Greffier, lors des débats : Mademoiselle Colette ROBIN
Ministère public :
L'affaire a été communiquée au ministère public, qui a fait connaître son avis.
ARRET :
- contradictoire
-prononcé publiquement par mise à disposition de l'arrêt au greffe de la cour, les parties en ayant été préalablement avisées dans les conditions prévues au deuxième alinéa de l'article 450 du Code de procédure civile ;
- signé par Monsieur Daniel BACHASSON, Président, et par Mademoiselle Colette ROBIN, Greffier, auquel la minute de la décision a été remise par le magistrat signataire.
FAITS et PROCEDURE – MOYENS et PRETENTIONS DES PARTIES
M. Jean-François X... a été placé en redressement judiciaire le 1er mars 1995, puis en liquidation judiciaire le 6 octobre 1995, M. Z... étant liquidateur judiciaire, et cette procédure a été clôturée le 10 janvier 2001 pour insuffisance d'actif.

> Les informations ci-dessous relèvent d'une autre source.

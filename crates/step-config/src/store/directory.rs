//! Directory-backed stores
//!
//! Layout used by both stores: one file per entry, nested directories for
//! slash-separated paths.
//!
//! ```text
//! <root>/
//!   artifactVersion          plain text value
//!   github/owner             plain text value
//!   custom/valuesMapping.json  JSON value
//! ```

use serde_json::Value;
use std::path::{Path, PathBuf};
use step_fs::ConfigStore;

use super::{Lookup, SecretStore, SharedEnvironment, path_segments};
use crate::{Error, Result};

fn entry_path(root: &Path, path: &str) -> Option<PathBuf> {
    let segments = path_segments(path)?;
    let mut full = root.to_path_buf();
    full.extend(segments);
    Some(full)
}

fn json_sibling(path: &Path) -> PathBuf {
    let mut name = path.file_name().unwrap_or_default().to_os_string();
    name.push(".json");
    path.with_file_name(name)
}

fn trim_line_end(mut text: String) -> String {
    if text.ends_with('\n') {
        text.pop();
        if text.ends_with('\r') {
            text.pop();
        }
    }
    text
}

/// Secrets stored as one file per secret under a root directory.
///
/// A single trailing newline is not part of the secret.
#[derive(Debug, Clone)]
pub struct DirectorySecretStore {
    root: PathBuf,
}

impl DirectorySecretStore {
    pub fn new(root: impl Into<PathBuf>) -> Self {
        Self { root: root.into() }
    }

    pub fn root(&self) -> &Path {
        &self.root
    }
}

impl SecretStore for DirectorySecretStore {
    fn lookup(&self, name: &str) -> Lookup<String> {
        if !self.root.is_dir() {
            return Lookup::Unavailable(format!(
                "secret directory {} does not exist",
                self.root.display()
            ));
        }
        let Some(path) = entry_path(&self.root, name) else {
            tracing::debug!(name, "Rejected secret name");
            return Lookup::NotFound;
        };
        match step_fs::io::read_text_if_exists(&path) {
            Ok(Some(text)) => Lookup::Found(trim_line_end(text)),
            Ok(None) => Lookup::NotFound,
            Err(e) => Lookup::Unavailable(e.to_string()),
        }
    }
}

/// Shared environment stored as files under a root directory.
///
/// Fields written as strings are plain text files; any other value is
/// stored JSON-encoded in a `<field>.json` file. A missing root directory
/// reads as an empty environment. Fields are never deleted.
#[derive(Debug, Clone)]
pub struct DirectoryEnvironment {
    root: PathBuf,
}

impl DirectoryEnvironment {
    pub fn new(root: impl Into<PathBuf>) -> Self {
        Self { root: root.into() }
    }

    pub fn root(&self) -> &Path {
        &self.root
    }

    fn write_error(path: &str, message: impl Into<String>) -> Error {
        Error::SharedEnvironmentWrite {
            path: path.to_string(),
            message: message.into(),
        }
    }
}

impl SharedEnvironment for DirectoryEnvironment {
    fn lookup(&self, path: &str) -> Lookup<Value> {
        let Some(file) = entry_path(&self.root, path) else {
            tracing::debug!(path, "Rejected environment path");
            return Lookup::NotFound;
        };

        let json_file = json_sibling(&file);
        match step_fs::io::read_text_if_exists(&json_file) {
            Ok(Some(text)) => {
                return match serde_json::from_str(&text) {
                    Ok(value) => Lookup::Found(value),
                    Err(e) => Lookup::Unavailable(format!(
                        "{} is not valid JSON: {e}",
                        json_file.display()
                    )),
                };
            }
            Ok(None) => {}
            Err(e) => return Lookup::Unavailable(e.to_string()),
        }

        if file.is_dir() {
            return Lookup::NotFound;
        }
        match step_fs::io::read_text_if_exists(&file) {
            Ok(Some(text)) => Lookup::Found(Value::String(text)),
            Ok(None) => Lookup::NotFound,
            Err(e) => Lookup::Unavailable(e.to_string()),
        }
    }

    fn write(&self, path: &str, value: &Value) -> Result<()> {
        let file = entry_path(&self.root, path)
            .ok_or_else(|| Self::write_error(path, "invalid field path"))?;

        let (target, stale) = match value {
            Value::String(_) => (file.clone(), json_sibling(&file)),
            _ => (json_sibling(&file), file.clone()),
        };

        match value {
            Value::String(text) => step_fs::io::write_text(&target, text)?,
            other => ConfigStore::new().save(&target, other)?,
        }

        // The other encoding of the same field must not outlive this write
        if stale.is_file() {
            std::fs::remove_file(&stale)
                .map_err(|e| Self::write_error(path, format!("{}: {e}", stale.display())))?;
        }
        tracing::debug!(path, file = %target.display(), "Wrote shared environment field");
        Ok(())
    }
}
//! Error types for step-config

use crate::report::ValidationReport;

/// Result type for step-config operations
pub type Result<T> = std::result::Result<T, Error>;

/// Errors that can occur while resolving a step's configuration
#[derive(Debug, thiserror::Error)]
pub enum Error {
    /// The resolved configuration violates one or more rules.
    ///
    /// Carries every violation found in the run, never just the first.
    #[error("{0}")]
    Validation(ValidationReport),

    /// The bound configuration does not fit the step's options structure
    #[error("Options of step {step} cannot hold the bound configuration: {message}")]
    OptionsMismatch { step: String, message: String },

    /// The parameters JSON handed to the step is not a JSON object
    #[error("Invalid parameters JSON: {message}")]
    InvalidParametersJson { message: String },

    /// Writing to the shared pipeline environment failed
    #[error("Cannot write shared environment field {path}: {message}")]
    SharedEnvironmentWrite { path: String, message: String },

    // Transparent wrappers for underlying crate errors
    /// Metadata error from step-meta
    #[error(transparent)]
    Metadata(#[from] step_meta::Error),

    /// Filesystem error from step-fs
    #[error(transparent)]
    Fs(#[from] step_fs::Error),
}

impl Error {
    /// The validation report, if this is a validation failure.
    pub fn report(&self) -> Option<&ValidationReport> {
        match self {
            Error::Validation(report) => Some(report),
            _ => None,
        }
    }
}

La SCI l'Orient, ayant pour associés M. Jean-François X... (500 parts sociales) et M. Yves X... (3 500 parts sociales), a été placée en redressement judiciaire le 7 avril 1992, puis en liquidation judiciaire le 10 janvier 2005, M. Z... étant liquidateur judiciaire.
La liquidation judiciaire de la SCI l'Orient ayant généré, après réalisation des actifs et paiement des créances, un boni de liquidation de 320 000 euros, M. Z..., « agissant en qualité de créancier de M. Jean-François X... », a présenté, le 9 juillet 2008, une requête au tribunal de commerce de Perpignan tendant à la reprise, en application de l'article L. 622-34 du code de commerce, de la procédure de liquidation judiciaire de M. Jean-François X... en vue de la répartition, entre ses créanciers, du boni de liquidation lui revenant en sa qualité d'associé de la SCI l'Orient.

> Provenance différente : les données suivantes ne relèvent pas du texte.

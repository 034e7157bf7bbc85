//! Describe a step's parameter table

use colored::Colorize;
use serde_json::Value;
use step_meta::ParameterSpec;

use super::load_registry;
use crate::cli::MetadataArgs;
use crate::error::Result;

fn render_value(value: &Value) -> String {
    match value {
        Value::String(s) => format!("\"{s}\""),
        other => other.to_string(),
    }
}

fn print_parameter(param: &ParameterSpec) {
    let mut flags = Vec::new();
    if param.mandatory {
        flags.push("mandatory".red().to_string());
    }
    if param.is_secret() {
        flags.push("secret".yellow().to_string());
    }
    println!(
        "  {} {} {}",
        param.name.green().bold(),
        param.param_type.to_string().cyan(),
        flags.join(" ")
    );

    if let Some(description) = &param.description {
        println!("      {description}");
    }

    let scopes: Vec<String> = param.scope.iter().map(ToString::to_string).collect();
    println!("      {} {}", "scope:".dimmed(), scopes.join(", "));

    if let Some(default) = &param.default {
        println!("      {} {}", "default:".dimmed(), render_value(default));
    }
    if !param.aliases.is_empty() {
        let aliases: Vec<String> = param
            .aliases
            .iter()
            .map(|a| {
                if a.deprecated {
                    format!("{} (deprecated)", a.name)
                } else {
                    a.name.clone()
                }
            })
            .collect();
        println!("      {} {}", "aliases:".dimmed(), aliases.join(", "));
    }
    if !param.possible_values.is_empty() {
        let values: Vec<String> = param.possible_values.iter().map(render_value).collect();
        println!("      {} {}", "allowed:".dimmed(), values.join(", "));
    }
    if !param.mandatory_if.is_empty() {
        let conditions: Vec<String> = param
            .mandatory_if
            .iter()
            .map(|c| format!("{}={}", c.name, render_value(&c.value)))
            .collect();
        println!("      {} {}", "mandatory if:".dimmed(), conditions.join(" or "));
    }
    for reference in &param.resource_refs {
        println!("      {} {}", "reference:".dimmed(), reference);
    }
}

/// Run the describe command
pub fn run_describe(step: &str, metadata: &MetadataArgs) -> Result<()> {
    let registry = load_registry(metadata)?;
    let step = registry.require(step)?;

    println!("{}", step.name().bold());
    if let Some(description) = &step.metadata.description {
        println!("{description}");
    }
    println!();

    for param in step.parameters() {
        print_parameter(param);
    }

    Ok(())
}
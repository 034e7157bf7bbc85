//! Resource reference resolver
//!
//! Tries a parameter's references in declared order and returns the first
//! value a store actually has. Misses and unreachable stores fall through
//! to the next reference; if all fail the parameter is left to the layers.

use serde_json::Value;
use step_meta::{ParameterSpec, ResourceReference};

use crate::layer::{LayerKind, LayerSet};
use crate::store::{Lookup, SecretStore, SharedEnvironment};

/// Layers consulted for the entry name of a secret reference
const NAME_LOOKUP_ORDER: [LayerKind; 5] = [
    LayerKind::Flags,
    LayerKind::Step,
    LayerKind::Stage,
    LayerKind::General,
    LayerKind::Environment,
];

/// A value produced by a resource reference
#[derive(Debug, Clone, PartialEq)]
pub struct ReferenceHit {
    pub value: Value,
    pub reference: ResourceReference,
}

pub struct ReferenceResolver<'a> {
    secrets: &'a dyn SecretStore,
    environment: &'a dyn SharedEnvironment,
}

impl<'a> ReferenceResolver<'a> {
    pub fn new(secrets: &'a dyn SecretStore, environment: &'a dyn SharedEnvironment) -> Self {
        Self {
            secrets,
            environment,
        }
    }

    /// First successful reference of `spec`, if any.
    ///
    /// `layers` must already be canonicalized; they supply secret entry
    /// names configured under the reference's `name` key.
    pub fn resolve(&self, spec: &ParameterSpec, layers: &LayerSet) -> Option<ReferenceHit> {
        for reference in &spec.resource_refs {
            let outcome = match reference {
                ResourceReference::Secret { name, default } => {
                    let entry = secret_entry_name(name, default.as_deref(), layers);
                    tracing::debug!(parameter = %spec.name, %reference, entry = %entry, "Looking up secret");
                    match self.secrets.lookup(&entry) {
                        Lookup::Found(secret) => Lookup::Found(Value::String(secret)),
                        Lookup::NotFound => Lookup::NotFound,
                        Lookup::Unavailable(reason) => Lookup::Unavailable(reason),
                    }
                }
                ResourceReference::CommonPipelineEnvironment { param } => {
                    tracing::debug!(parameter = %spec.name, %reference, "Looking up shared environment");
                    self.environment.lookup(param)
                }
            };

            match outcome {
                Lookup::Found(value) => {
                    return Some(ReferenceHit {
                        value,
                        reference: reference.clone(),
                    });
                }
                Lookup::NotFound => {
                    tracing::debug!(parameter = %spec.name, %reference, "Reference has no value");
                }
                Lookup::Unavailable(reason) => {
                    tracing::debug!(parameter = %spec.name, %reference, %reason, "Reference store unavailable");
                }
            }
        }
        None
    }
}

/// Secret entry name: the configured `name` key, else the reference
/// default, else `name` itself.
fn secret_entry_name(name: &str, default: Option<&str>, layers: &LayerSet) -> String {
    let configured = NAME_LOOKUP_ORDER
        .iter()
        .filter_map(|kind| layers.get(*kind))
        .find_map(|layer| match layer.get(name) {
            Some(Value::String(s)) if !s.is_empty() => Some(s.clone()),
            _ => None,
        });

    configured
        .or_else(|| default.map(str::to_string))
        .unwrap_or_else(|| name.to_string())
}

Par jugement réputé contradictoire du 3 septembre 2008, le tribunal a ordonné la reprise de la procédure de liquidation judiciaire de M. Jean-François X... et désigné M. Z... en qualité de liquidateur judiciaire.
M. Jean-François X... a interjeté appel de ce jugement :
- par déclaration du 25 septembre 2008 intimant « Me Pierre-Jean Z..., agissant en qualité de liquidateur judiciaire de Monsieur Jean-François X... et en tant que de besoin es qualité (sic) de liquidateur judiciaire de Monsieur Yves X... … » (procédure no 08 / 6807),
- par déclaration du 31 mars 2009, intimant « Me Pierre-Jean Z... » (procédure no 09 / 2327).

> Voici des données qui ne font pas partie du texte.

//! Step metadata documents
//!
//! # Example YAML
//!
//! ```yaml
//! metadata:
//!   name: githubCreateIssue
//!   description: Create a new GitHub issue.
//! spec:
//!   inputs:
//!     params:
//!       - name: title
//!         mandatory: true
//! ```

use serde::{Deserialize, Serialize};

use super::parameter::{Alias, ParameterSpec};
use crate::{Error, Result};

/// Identity of a step
#[derive(Debug, Clone, PartialEq, Serialize, Deserialize)]
pub struct StepInfo {
    pub name: String,
    /// Alternative names under which the step's configuration section may appear
    #[serde(default, skip_serializing_if = "Vec::is_empty")]
    pub aliases: Vec<Alias>,
    #[serde(default, skip_serializing_if = "Option::is_none")]
    pub description: Option<String>,
}

#[derive(Debug, Clone, PartialEq, Default, Serialize, Deserialize)]
pub struct StepInputs {
    #[serde(default)]
    pub params: Vec<ParameterSpec>,
}

#[derive(Debug, Clone, PartialEq, Default, Serialize, Deserialize)]
pub struct StepSpec {
    #[serde(default)]
    pub inputs: StepInputs,
}

/// Complete metadata of one step
#[derive(Debug, Clone, PartialEq, Serialize, Deserialize)]
pub struct StepMetadata {
    pub metadata: StepInfo,
    #[serde(default)]
    pub spec: StepSpec,
}

impl StepMetadata {
    /// Create metadata from a name and a parameter table.
    ///
    /// The table is not validated; call [`StepMetadata::validate`].
    pub fn new(name: impl Into<String>, params: Vec<ParameterSpec>) -> Self {
        Self {
            metadata: StepInfo {
                name: name.into(),
                aliases: Vec::new(),
                description: None,
            },
            spec: StepSpec {
                inputs: StepInputs { params },
            },
        }
    }

    /// Parse and validate a YAML metadata document.
    ///
    /// `source_name` only labels error messages.
    pub fn from_yaml(content: &str, source_name: &str) -> Result<Self> {
        let metadata: StepMetadata = serde_yaml::from_str(content).map_err(|e| Error::Parse {
            source_name: source_name.to_string(),
            message: e.to_string(),
        })?;
        metadata.validate()?;
        Ok(metadata)
    }

    pub fn name(&self) -> &str {
        &self.metadata.name
    }

    pub fn parameters(&self) -> &[ParameterSpec] {
        &self.spec.inputs.params
    }

    /// Look up a parameter by canonical name.
    pub fn parameter(&self, name: &str) -> Option<&ParameterSpec> {
        self.parameters().iter().find(|p| p.name == name)
    }

    /// Whether `name` is this step's name or one of its aliases.
    pub fn answers_to(&self, name: &str) -> bool {
        self.metadata.name == name || self.metadata.aliases.iter().any(|a| a.name == name)
    }
}
//! Registry of known steps
//!
//! Maps step names (and step aliases) to their validated metadata.

use std::collections::BTreeMap;

use crate::builtins::builtin_steps;
use crate::schema::StepMetadata;
use crate::{Error, Result};

/// Registry of step metadata keyed by step name.
///
/// # Example
///
/// ```
/// use step_meta::StepRegistry;
///
/// let registry = StepRegistry::with_builtins().unwrap();
/// assert!(registry.get("githubCreateIssue").is_some());
/// ```
#[derive(Debug, Clone, Default)]
pub struct StepRegistry {
    steps: BTreeMap<String, StepMetadata>,
}

impl StepRegistry {
    /// Create a new empty registry.
    pub fn new() -> Self {
        Self::default()
    }

    /// Create a registry with the built-in steps registered.
    pub fn with_builtins() -> Result<Self> {
        let mut registry = Self::new();
        for step in builtin_steps()? {
            registry.register(step)?;
        }
        Ok(registry)
    }

    /// Register a step.
    ///
    /// The metadata is validated first. A step whose name is already
    /// registered is rejected.
    pub fn register(&mut self, metadata: StepMetadata) -> Result<()> {
        metadata.validate()?;
        if self.steps.contains_key(metadata.name()) {
            return Err(Error::DuplicateStep {
                name: metadata.name().to_string(),
            });
        }
        tracing::debug!(step = metadata.name(), "Registered step metadata");
        self.steps.insert(metadata.name().to_string(), metadata);
        Ok(())
    }

    /// Register a step, replacing any step of the same name.
    pub fn register_or_replace(&mut self, metadata: StepMetadata) -> Result<()> {
        metadata.validate()?;
        self.steps.insert(metadata.name().to_string(), metadata);
        Ok(())
    }

    /// Look up a step by name or by one of its aliases.
    pub fn get(&self, name: &str) -> Option<&StepMetadata> {
        self.steps
            .get(name)
            .or_else(|| self.steps.values().find(|step| step.answers_to(name)))
    }

    /// Like [`StepRegistry::get`] but reports a missing step as an error.
    pub fn require(&self, name: &str) -> Result<&StepMetadata> {
        self.get(name).ok_or_else(|| Error::StepNotFound {
            name: name.to_string(),
        })
    }

    /// Sorted list of registered step names.
    pub fn list(&self) -> Vec<&str> {
        self.steps.keys().map(String::as_str).collect()
    }

    pub fn len(&self) -> usize {
        self.steps.len()
    }

    pub fn is_empty(&self) -> bool {
        self.steps.is_empty()
    }
}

Ces deux procédures ont été jointes par ordonnance du 23 avril 2009.
M. Jean-François X... a conclu le 17 avril 2009 :
- à titre principal, à la nullité du jugement entrepris,
- subsidiairement, à l'irrecevabilité de la demande,
- à titre infiniment subsidiaire, au rejet de la demande,
- à titre encore plus infiniment subsidiaire, à la désignation d'un autre mandataire liquidateur,
- à la condamnation de M. Z... à titre personnel au paiement de 4 000 euros au titre de l'article 700 du code de procédure civile.
Il soutient que :
- le jugement entrepris est nul car :
* la lettre recommandée avec demande d'avis de réception du greffe du tribunal de commerce de Perpignan en vue de sa convocation devant cette juridiction lui a été envoyée à une adresse à Font-Romeu, correspondant à un appartement constituant l'annexe de locaux à usage commercial dont était propriétaire son père et qui a été vendu il y a plusieurs années par M. Z...,
* cette convocation ne mentionnait aucun motif ou fondement juridique,
* cette convocation ne précisait pas le nom du requérant,
- M. Z..., qui a agi à titre personnel, ne pouvant se prévaloir de la qualité de créancier, est irrecevable en sa demande,
- la réouverture d'une procédure de liquidation judiciaire n'est possible que s'il apparaît que des actifs n'ont pas été réalisés, ce qui n'est pas le cas en l'espèce,
- dans l'hypothèse où le jugement entrepris serait confirmé, il conviendrait alors de désigner un autre mandataire que M. Z..., en raison d'une opposition d'intérêts entre M. Yves X... et lui-même, et de l'hostilité qu'il lui a manifestée.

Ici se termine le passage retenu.